*EXERCISE BRIEF:* Only the lines from the one with "async fn upsert(&self, agent: Agent)" to the end of the data below should be given again, exactly as written.

Extracted records
========================================

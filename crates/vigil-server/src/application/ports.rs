//! 存储端口
//!
//! Registry 与采集组件只通过这些接口触达持久化，方便注入内存替身测试。
//! 接口刻意收窄到 find/upsert/insert/query：底层引擎只需是一个带键的
//! 文档存储。

use async_trait::async_trait;
use chrono::{DateTime, Utc};
use vigil_core::agent::{Agent, Metric};
use vigil_core::error::CoreError;
use vigil_core::policy::Event;

/// Agent 仓储接口
#[async_trait]
pub trait AgentRepository: Send + Sync {
    /// 按 uid 查找
    async fn find(&self, uid: &str) -> Result<Option<Agent>, CoreError>;

    /// 按 uid 插入或整体覆盖（最后写入获胜）
    async fn upsert(&self, agent: Agent) -> Result<(), CoreError>;

    async fn list(&self) -> Result<Vec<Agent>, CoreError>;
}

/// 事件仓储接口：只追加，不变更
#[async_trait]
pub trait EventRepository: Send + Sync {
    async fn insert(&self, event: Event) -> Result<(), CoreError>;

    /// 查询指定 Agent、指定策略别名、时间严格晚于 `after` 的事件
    async fn query(
        &self,
        agent_uid: &str,
        alias: &str,
        after: DateTime<Utc>,
    ) -> Result<Vec<Event>, CoreError>;
}

/// 指标仓储接口：只追加
#[async_trait]
pub trait MetricRepository: Send + Sync {
    async fn insert(&self, metric: Metric) -> Result<(), CoreError>;

    async fn list(&self) -> Result<Vec<Metric>, CoreError>;
}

========================================

*OUTPUT BELOW:*
    async fn upsert(&self, agent: Agent) -> Result<(), CoreError>;

    async fn list(&self) -> Result<Vec<Agent>, CoreError>;
}

/// 事件仓储接口：只追加，不变更
#[async_trait]
pub trait EventRepository: Send + Sync {
    async fn insert(&self, event: Event) -> Result<(), CoreError>;

    /// 查询指定 Agent、指定策略别名、时间严格晚于 `after` 的事件
    async fn query(
        &self,
        agent_uid: &str,
        alias: &str,
        after: DateTime<Utc>,
    ) -> Result<Vec<Event>, CoreError>;
}

/// 指标仓储接口：只追加
#[async_trait]
pub trait MetricRepository: Send + Sync {
    async fn insert(&self, metric: Metric) -> Result<(), CoreError>;

    async fn list(&self) -> Result<Vec<Metric>, CoreError>;
}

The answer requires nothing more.